··· Supplied data

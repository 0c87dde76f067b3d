//! Candidate selection
//!
//! Decides which source records actually get enqueued: records already in
//! the tracking store are excluded (item ids never repeat across
//! submissions, even after the original submission completed), and
//! nothing is submitted until enough entries have accumulated to be
//! worth PubMed's while.

use crate::domain::PublicationRecord;
use std::collections::HashSet;

/// Filters out records whose item id has ever been tracked
///
/// Source order is preserved. A record is excluded if its item id
/// appears in `tracked`, regardless of whether that tracking entry was
/// ever marked submitted.
pub fn exclude_tracked(
    records: Vec<PublicationRecord>,
    tracked: &HashSet<String>,
) -> Vec<PublicationRecord> {
    records
        .into_iter()
        .filter(|r| !tracked.contains(r.item_id.as_str()))
        .collect()
}

/// Whether the accumulated pending count justifies a submission run
///
/// `pending` is the count after the current batch of new records has
/// been added to the tracking store.
pub fn threshold_met(pending: u64, threshold: u64) -> bool {
    pending >= threshold
}

#[cfg(test)]
mod tests {
    use super::*;
    use crate::domain::ids::{ItemId, Pmid};
    use test_case::test_case;

    fn record(item: &str, pmid: &str) -> PublicationRecord {
        PublicationRecord::new(
            ItemId::new(item.to_string()).unwrap(),
            Pmid::new(pmid.to_string()).unwrap(),
        )
    }

    #[test]
    fn test_exclude_tracked_preserves_order() {
        let records = vec![
            record("qt1", "100"),
            record("qt2", "200"),
            record("qt3", "300"),
            record("qt4", "400"),
        ];
        let tracked: HashSet<String> = ["qt2".to_string(), "qt4".to_string()].into();

        let remaining = exclude_tracked(records, &tracked);

        let ids: Vec<_> = remaining.iter().map(|r| r.item_id.as_str()).collect();
        assert_eq!(ids, vec!["qt1", "qt3"]);
    }

    #[test]
    fn test_exclude_tracked_empty_tracking_store() {
        let records = vec![record("qt1", "100"), record("qt2", "200")];
        let remaining = exclude_tracked(records.clone(), &HashSet::new());
        assert_eq!(remaining, records);
    }

    #[test]
    fn test_exclude_tracked_all_tracked() {
        let records = vec![record("qt1", "100")];
        let tracked: HashSet<String> = ["qt1".to_string()].into();
        assert!(exclude_tracked(records, &tracked).is_empty());
    }

    // A store holding 950 pending entries plus 49 new records stays
    // below a threshold of 1000; one more record tips it over.
    #[test_case(950 + 49, 1000, false)]
    #[test_case(950 + 50, 1000, true)]
    #[test_case(0, 1000, false)]
    #[test_case(1000, 1000, true)]
    #[test_case(9, 10, false)]
    #[test_case(10, 10, true)]
    fn test_threshold_met(pending: u64, threshold: u64, expected: bool) {
        assert_eq!(threshold_met(pending, threshold), expected);
    }
}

······

* _What this task involves_
Find the line containing "u64, expected: bool)" in the data above. Please transcribe it and every line after it, exactly.

* _Output_
    fn test_threshold_met(pending: u64, threshold: u64, expected: bool) {
        assert_eq!(threshold_met(pending, threshold), expected);
    }
}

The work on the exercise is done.